The problems have not been caused by a lack of prayer but by an earlier ideological attack on the Judeo-Christian values of the people through government agencies, economic policies, the judiciary, mainline churches and educational institutions. UN agencies joined the attack through the recycling of U.S. funds into the country to NGOs acting as agents of change. The people of the nations involved in such attacks are the first victims and it is among those people that the first symptoms occur. The demographic trajectories of the UN Population Division (December 1990) noted the sustained fertility decline in Northern America, Europe, Oceania and the U.S.S.R. prior to 1950. The decline was accompanied by growing cultural attacks in those nations. Succeeding generations succumbed to the redefined moral culture. Similar attacks were carried out in other nations. Anger and hate directed against the American people viewed, not as victims, but as world leaders, are among the consequences of those attacks.

There are those who view the tragedy of the violent attacks on innocent people in the United States as cause for celebration. Those who would say “they had it coming.” Those who see revolution as a guarantee of social justice. Those who view the violence of man as “the will of God.” Those who cower before the need for truth for fear they will not “win.” Those who view human tragedy as an opportunity for self aggrandizement and material benefit.
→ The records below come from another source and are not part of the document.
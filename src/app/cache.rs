// src/app/cache.rs
use std::fs;
use std::io::{Read, Write};
use std::path::{Path, PathBuf};
use std::time::{Duration, SystemTime};

use image::{imageops::FilterType, DynamicImage, GenericImageView};
use reqwest::blocking::Client;
use tracing::{info, warn};

const POSTER_RETENTION_DAYS: u64 = 14;
const POSTER_RETENTION: Duration = Duration::from_secs(POSTER_RETENTION_DAYS * 24 * 60 * 60);

/// On-disk poster cache under `<cache_dir>/posters`, keyed by the md5 of the URL.
#[derive(Clone, Debug)]
pub struct PosterCache {
    dir: PathBuf,
}

impl PosterCache {
    /// Create the directory if needed and drop posters past retention.
    pub fn open(cache_dir: &Path) -> Self {
        let mut dir = cache_dir.join("posters");
        if let Err(e) = fs::create_dir_all(&dir) {
            warn!("failed to create poster cache dir {}: {e}", dir.display());
            dir = cache_dir.to_path_buf();
            let _ = fs::create_dir_all(&dir);
        }
        match prune_in_dir(&dir, POSTER_RETENTION) {
            Ok(0) => {}
            Ok(n) => info!("pruned {n} stale poster(s) from {}", dir.display()),
            Err(err) => warn!("poster cache prune failed: {err}"),
        }
        Self { dir }
    }

    pub fn dir(&self) -> &Path {
        &self.dir
    }

    pub fn find(&self, key: &str) -> Option<PathBuf> {
        ["jpg", "png", "rgba"]
            .iter()
            .map(|ext| self.dir.join(format!("{key}.{ext}")))
            .find(|p| p.exists())
    }
}

pub fn url_to_cache_key(url: &str) -> String {
    format!("{:x}", md5::compute(url.as_bytes()))
}

/// Remove cached images older than `retention`, plus leftover `.part` files.
pub fn prune_in_dir(dir: &Path, retention: Duration) -> std::io::Result<usize> {
    let cutoff = SystemTime::now()
        .checked_sub(retention)
        .unwrap_or(SystemTime::UNIX_EPOCH);
    let mut removed = 0usize;
    for entry in fs::read_dir(dir)? {
        let entry = entry?;
        if !entry.file_type()?.is_file() {
            continue;
        }
        let path = entry.path();
        let Some(ext) = path
            .extension()
            .and_then(|e| e.to_str())
            .map(|s| s.to_ascii_lowercase())
        else {
            continue;
        };
        let modified = entry.metadata()?.modified().unwrap_or(SystemTime::UNIX_EPOCH);
        let stale = match ext.as_str() {
            "part" => true,
            "png" | "jpg" | "jpeg" | "rgba" => modified < cutoff,
            _ => false,
        };
        if stale {
            let _ = fs::remove_file(&path);
            removed += 1;
        }
    }
    Ok(removed)
}

/// Return (width, height, RGBA8 bytes) from an image file or a raw `.rgba`
/// file (8-byte header: u32 LE width, u32 LE height, then pixels).
pub fn load_rgba_raw_or_image(path: &Path) -> Result<(u32, u32, Vec<u8>), String> {
    if !path.exists() {
        return Err("not found".into());
    }
    let is_raw = path
        .extension()
        .and_then(|e| e.to_str())
        .is_some_and(|e| e.eq_ignore_ascii_case("rgba"));
    if is_raw {
        let mut f = fs::File::open(path).map_err(|e| format!("open rgba: {e}"))?;
        let mut header = [0u8; 8];
        f.read_exact(&mut header)
            .map_err(|e| format!("read header: {e}"))?;
        let w = u32::from_le_bytes([header[0], header[1], header[2], header[3]]);
        let h = u32::from_le_bytes([header[4], header[5], header[6], header[7]]);
        let mut buf = Vec::new();
        f.read_to_end(&mut buf)
            .map_err(|e| format!("read body: {e}"))?;
        if w == 0 || h == 0 || buf.len() != (w as usize) * (h as usize) * 4 {
            return Err(format!("bad rgba payload {w}x{h}"));
        }
        return Ok((w, h, buf));
    }
    let img = image::ImageReader::open(path)
        .map_err(|e| format!("open image {}: {e}", path.display()))?
        .with_guessed_format()
        .map_err(|e| format!("guess format {}: {e}", path.display()))?
        .decode()
        .map_err(|e| format!("decode {}: {e}", path.display()))?;
    let (w, h) = img.dimensions();
    Ok((w, h, img.to_rgba8().into_raw()))
}

/// Shrink to `max_width` (keeping aspect) and encode as JPEG.
pub fn resize_to_jpeg(img: DynamicImage, max_width: u32, quality: u8) -> Result<Vec<u8>, String> {
    let (w, h) = img.dimensions();
    let out = if w > max_width {
        let new_h = ((h as f32) * (max_width as f32 / w as f32))
            .round()
            .max(1.0) as u32;
        img.resize_exact(max_width, new_h, FilterType::CatmullRom)
    } else {
        img
    };

    let mut jpeg_bytes: Vec<u8> = Vec::new();
    let mut encoder = image::codecs::jpeg::JpegEncoder::new_with_quality(&mut jpeg_bytes, quality);
    encoder
        .encode_image(&out.to_rgb8())
        .map_err(|e| format!("jpeg encode: {e}"))?;
    Ok(jpeg_bytes)
}

/// Download a poster with a shared client, resize it and store it as
/// `<dir>/<key>.jpg`. Returns the cached path immediately when present.
pub fn download_and_store_resized_with_client(
    client: &Client,
    dir: &Path,
    url: &str,
    key: &str,
    max_width: u32,
    quality: u8,
) -> Result<PathBuf, String> {
    let dest = dir.join(format!("{key}.jpg"));
    if dest.exists() {
        return Ok(dest);
    }

    let bytes = client
        .get(url)
        .send()
        .and_then(|r| r.error_for_status())
        .and_then(|r| r.bytes())
        .map_err(|e| format!("download {url}: {e}"))?;

    let img = image::load_from_memory(&bytes).map_err(|e| format!("decode {url}: {e}"))?;
    let jpeg_bytes = resize_to_jpeg(img, max_width, quality)?;
    write_atomically(&dest, &jpeg_bytes)?;
    Ok(dest)
}

fn write_atomically(dest: &Path, bytes: &[u8]) -> Result<(), String> {
    if let Some(parent) = dest.parent() {
        let _ = fs::create_dir_all(parent);
    }
    let tmp = dest.with_extension("jpg.part");
    {
        let mut f = fs::File::create(&tmp).map_err(|e| format!("create tmp: {e}"))?;
        f.write_all(bytes).map_err(|e| format!("write: {e}"))?;
    }
    fs::rename(&tmp, dest).map_err(|e| format!("rename: {e}"))
}

#[cfg(test)]
mod tests {
    use super::*;
    use image::{Rgba, RgbaImage};

    #[test]
    fn cache_key_is_stable_md5_hex() {
        let a = url_to_cache_key("https://image.tmdb.org/t/p/w342/a.jpg");
        assert_eq!(a.len(), 32);
        assert_eq!(a, url_to_cache_key("https://image.tmdb.org/t/p/w342/a.jpg"));
        assert_ne!(a, url_to_cache_key("https://image.tmdb.org/t/p/w342/b.jpg"));
    }

    #[test]
    fn prune_drops_old_and_partial_files() {
        let dir = tempfile::tempdir().unwrap();
        let fresh = dir.path().join("fresh.jpg");
        let old = dir.path().join("old.jpg");
        let part = dir.path().join("x.jpg.part");
        let other = dir.path().join("notes.txt");
        for p in [&fresh, &old, &part, &other] {
            fs::write(p, b"x").unwrap();
        }
        let long_ago = SystemTime::now() - Duration::from_secs(30 * 24 * 3600);
        fs::File::options()
            .write(true)
            .open(&old)
            .unwrap()
            .set_modified(long_ago)
            .unwrap();

        let removed = prune_in_dir(dir.path(), POSTER_RETENTION).unwrap();
        assert_eq!(removed, 2);
        assert!(fresh.exists());
        assert!(!old.exists());
        assert!(!part.exists());
        assert!(other.exists());
    }

    #[test]
    fn resize_keeps_aspect() {
        let img = DynamicImage::ImageRgba8(RgbaImage::from_pixel(600, 900, Rgba([10, 20, 30, 255])));
        let jpeg = resize_to_jpeg(img, 300, 80).unwrap();
        let back = image::load_from_memory(&jpeg).unwrap();
        assert_eq!(back.dimensions(), (300, 450));
    }

    #[test]
    fn find_and_load_cached_file() {
        let dir = tempfile::tempdir().unwrap();
        let cache = PosterCache::open(dir.path());
        assert!(cache.find("abc").is_none());

        let img = DynamicImage::ImageRgba8(RgbaImage::from_pixel(20, 30, Rgba([0, 0, 0, 255])));
        let jpeg = resize_to_jpeg(img, 100, 90).unwrap();
        write_atomically(&cache.dir().join("abc.jpg"), &jpeg).unwrap();

        let path = cache.find("abc").unwrap();
        let (w, h, bytes) = load_rgba_raw_or_image(&path).unwrap();
        assert_eq!((w, h), (20, 30));
        assert_eq!(bytes.len(), 20 * 30 * 4);
    }
}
Those who generate hate and propaganda as a means of political opposition. And those who preach hopelessness and despair to force people to their knees, forgetting that hope is virtue and despair a sin.
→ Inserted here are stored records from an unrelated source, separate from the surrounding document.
// src/app/ui/grid.rs
use eframe::egui as eg;

use crate::app::types::CatalogItem;

pub const H_SPACING: f32 = 4.0;
pub const V_SPACING: f32 = 10.0;
const TEXT_H: f32 = 64.0;
const STRIP_POSTER_W: f32 = 72.0;

fn draw_corner_badge(p: &eframe::egui::Painter, rect: eg::Rect, label: &str) {
    if label.is_empty() {
        return;
    }
    let pad = 6.0;
    let r = eg::Rect::from_min_size(
        eg::pos2(rect.left() + pad, rect.top() + pad),
        eg::vec2(40.0, 20.0),
    );

    let visuals = p.ctx().style().visuals.clone();
    let bg = visuals.extreme_bg_color.gamma_multiply(0.92);
    let fg = visuals.strong_text_color();

    p.rect_filled(r, eg::Rounding::same(6.0), bg);
    p.rect_stroke(r, eg::Rounding::same(6.0), eg::Stroke::new(1.0, fg));
    p.text(
        r.center(),
        eg::Align2::CENTER_CENTER,
        label,
        eg::FontId::monospace(12.0),
        fg,
    );
}

/// What a card needs to paint itself, copied out of the controller.
struct Card {
    id: u64,
    title: String,
    title_line: String,
    facts: String,
    poster_url: Option<String>,
    favorite: bool,
}

enum CardAction {
    Select(u64),
    ToggleFavorite(u64),
}

impl crate::app::FlixApp {
    fn card_for(&self, item: &CatalogItem) -> Card {
        Card {
            id: item.id,
            title: item.title.clone(),
            title_line: super::title_line(item),
            facts: super::facts_line(item),
            poster_url: self.poster_url(&item.poster_path),
            favorite: self.ctl(self.active).is_favorite(item.id),
        }
    }

    fn apply_card_actions(&mut self, actions: Vec<CardAction>) {
        let kind = self.active;
        for action in actions {
            match action {
                CardAction::Select(id) => {
                    self.selected = if self.selected == Some(id) { None } else { Some(id) };
                }
                CardAction::ToggleFavorite(id) => self.ctl_mut(kind).toggle_favorite(id),
            }
        }
    }

    fn ui_render_card(
        &mut self,
        ui: &mut eg::Ui,
        ctx: &eg::Context,
        card: &Card,
        card_w: f32,
        card_h: f32,
        uploads_left: &mut usize,
    ) -> Option<CardAction> {
        let mut action = None;
        ui.allocate_ui_with_layout(
            eg::vec2(card_w, card_h),
            eg::Layout::top_down(eg::Align::Min),
            |ui| {
                ui.set_min_size(eg::vec2(card_w, card_h));
                ui.set_max_width(card_w);
                let card_rect = ui.max_rect();

                let (poster_rect, poster_resp) =
                    ui.allocate_exact_size(eg::vec2(card_w, card_w * 1.5), eg::Sense::click());
                if poster_resp.clicked() {
                    action = Some(CardAction::Select(card.id));
                }

                let tex = card
                    .poster_url
                    .as_deref()
                    .and_then(|url| self.posters.texture(ctx, url, uploads_left));
                match tex {
                    Some(tex) => {
                        ui.painter().image(
                            tex.id(),
                            poster_rect,
                            eg::Rect::from_min_max(eg::pos2(0.0, 0.0), eg::pos2(1.0, 1.0)),
                            eg::Color32::WHITE,
                        );
                    }
                    None => super::paint_poster_placeholder(ui.painter(), poster_rect, &card.title),
                }
                if card.favorite {
                    draw_corner_badge(ui.painter(), poster_rect, "FAV");
                }

                ui.add(eg::Label::new(eg::RichText::new(&card.title_line).strong()).truncate());
                ui.label(eg::RichText::new(&card.facts).weak().size(12.0));
                let fav_label = if card.favorite { "Unfavorite" } else { "Favorite" };
                if ui.small_button(fav_label).clicked() {
                    action = Some(CardAction::ToggleFavorite(card.id));
                }

                // Selection stroke
                if self.selected == Some(card.id) {
                    ui.painter().rect_stroke(
                        card_rect.shrink(1.0),
                        6.0,
                        eg::Stroke::new(2.0, eg::Color32::YELLOW),
                    );
                }
            },
        );
        action
    }

    pub(crate) fn ui_render_grid(&mut self, ui: &mut eg::Ui, ctx: &eg::Context) {
        let kind = self.active;
        let total = self.ctl(kind).displayed().len();
        if total == 0 {
            ui.vertical_centered(|ui| {
                ui.add_space(40.0);
                if self.ctl(kind).is_loading() {
                    ui.add(eg::Spinner::new().size(18.0));
                } else if self.ctl(kind).items().is_empty() {
                    ui.label("Nothing loaded yet.");
                } else {
                    ui.label("No titles match the filters.");
                }
            });
            return;
        }

        let card_w: f32 = self.poster_width_ui;
        let card_h: f32 = card_w * 1.5 + TEXT_H;
        let avail = ui.available_width();
        let cols = ((avail + H_SPACING) / (card_w + H_SPACING))
            .floor()
            .max(1.0) as usize;
        let rows = total.div_ceil(cols);

        let mut uploads_left = super::super::MAX_UPLOADS_PER_FRAME;
        let mut actions = Vec::new();

        ui.spacing_mut().item_spacing = eg::vec2(H_SPACING, V_SPACING);
        eg::ScrollArea::vertical()
            .id_source(("grid", kind.as_str()))
            .auto_shrink([false; 2])
            .show_rows(ui, card_h, rows, |ui, row_range| {
                for row in row_range {
                    let start = row * cols;
                    let end = (start + cols).min(total);
                    let cards: Vec<Card> = self.ctl(kind).displayed()[start..end]
                        .iter()
                        .map(|item| self.card_for(item))
                        .collect();
                    ui.horizontal(|ui| {
                        for card in &cards {
                            if let Some(a) =
                                self.ui_render_card(ui, ctx, card, card_w, card_h, &mut uploads_left)
                            {
                                actions.push(a);
                            }
                        }
                    });
                }
            });

        self.apply_card_actions(actions);
    }

    /// Favorites among the displayed titles, as a thin scrolling strip.
    pub(crate) fn ui_render_favorites_strip(&mut self, ui: &mut eg::Ui, ctx: &eg::Context) {
        let kind = self.active;
        let fav_total = self.ctl(kind).library().favorites.len();
        let cards: Vec<Card> = self
            .ctl(kind)
            .favorites_view()
            .into_iter()
            .map(|item| self.card_for(item))
            .collect();

        let mut actions = Vec::new();
        let mut clear = false;
        ui.horizontal(|ui| {
            ui.label(eg::RichText::new(format!("Favorites ({fav_total})")).strong());
            if fav_total > 0 && ui.small_button("Clear").clicked() {
                clear = true;
            }
        });

        if cards.is_empty() {
            let hint = if fav_total == 0 {
                "No favorites yet."
            } else {
                "None of your favorites are in this list."
            };
            ui.label(eg::RichText::new(hint).weak());
        } else {
            let mut uploads_left = super::super::MAX_UPLOADS_PER_FRAME;
            eg::ScrollArea::horizontal()
                .id_source(("favorites", kind.as_str()))
                .show(ui, |ui| {
                    ui.horizontal(|ui| {
                        for card in &cards {
                            let size = eg::vec2(STRIP_POSTER_W, STRIP_POSTER_W * 1.5);
                            let (rect, resp) = ui.allocate_exact_size(size, eg::Sense::click());
                            let tex = card
                                .poster_url
                                .as_deref()
                                .and_then(|url| self.posters.texture(ctx, url, &mut uploads_left));
                            match tex {
                                Some(tex) => {
                                    ui.painter().image(
                                        tex.id(),
                                        rect,
                                        eg::Rect::from_min_max(eg::pos2(0.0, 0.0), eg::pos2(1.0, 1.0)),
                                        eg::Color32::WHITE,
                                    );
                                }
                                None => super::paint_poster_placeholder(ui.painter(), rect, &card.title),
                            }
                            if resp.on_hover_text(card.title_line.as_str()).clicked() {
                                actions.push(CardAction::Select(card.id));
                            }
                        }
                    });
                });
        }

        if clear {
            self.ctl_mut(kind).clear_favorites();
        }
        self.apply_card_actions(actions);
    }
}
We dare not be among them for we are called to truth and virtue; we cannot do evil that good will come of it. This is the substance of freedom, above the pressures of the world, derived from God; a strength founded on self sacrifice, humility, love, courage and the amazing “turning of the cheek” rather than vengeance. Such human virtues are rooted in the theological virtues of faith, hope and charity joined to prudence. Perhaps we are now witnessing the opening of the American soul in the sacrifices of rescue personnel, the stories of people valiantly searching for family members and the grieving of the nation; or perhaps this tragedy has provided an opportunity to express such openness in testimonies placed before a previously skeptical world.

Among thousands of dramatic personal stories, Alice Hoglan’s valiant expression of heartbreaking grief speaks for all American mothers through her courageous smiles and tears as she spoke of her son’s final call from United Airlines Flight 93. That flight, which crashed in western Pennsylvania, was the only one that did not accomplish its treacherous mission, lending credence to a later report of the passengers’ intent to overpower the hijackers. Her glowing assurance that her son actively assisted that effort revealed her unshakable belief in his fortitude and courage.

And what a transformation of the press! An NBC reporter assured Alice Hoglan, with great compassion, that her son’s final call must be viewed as a “gift?”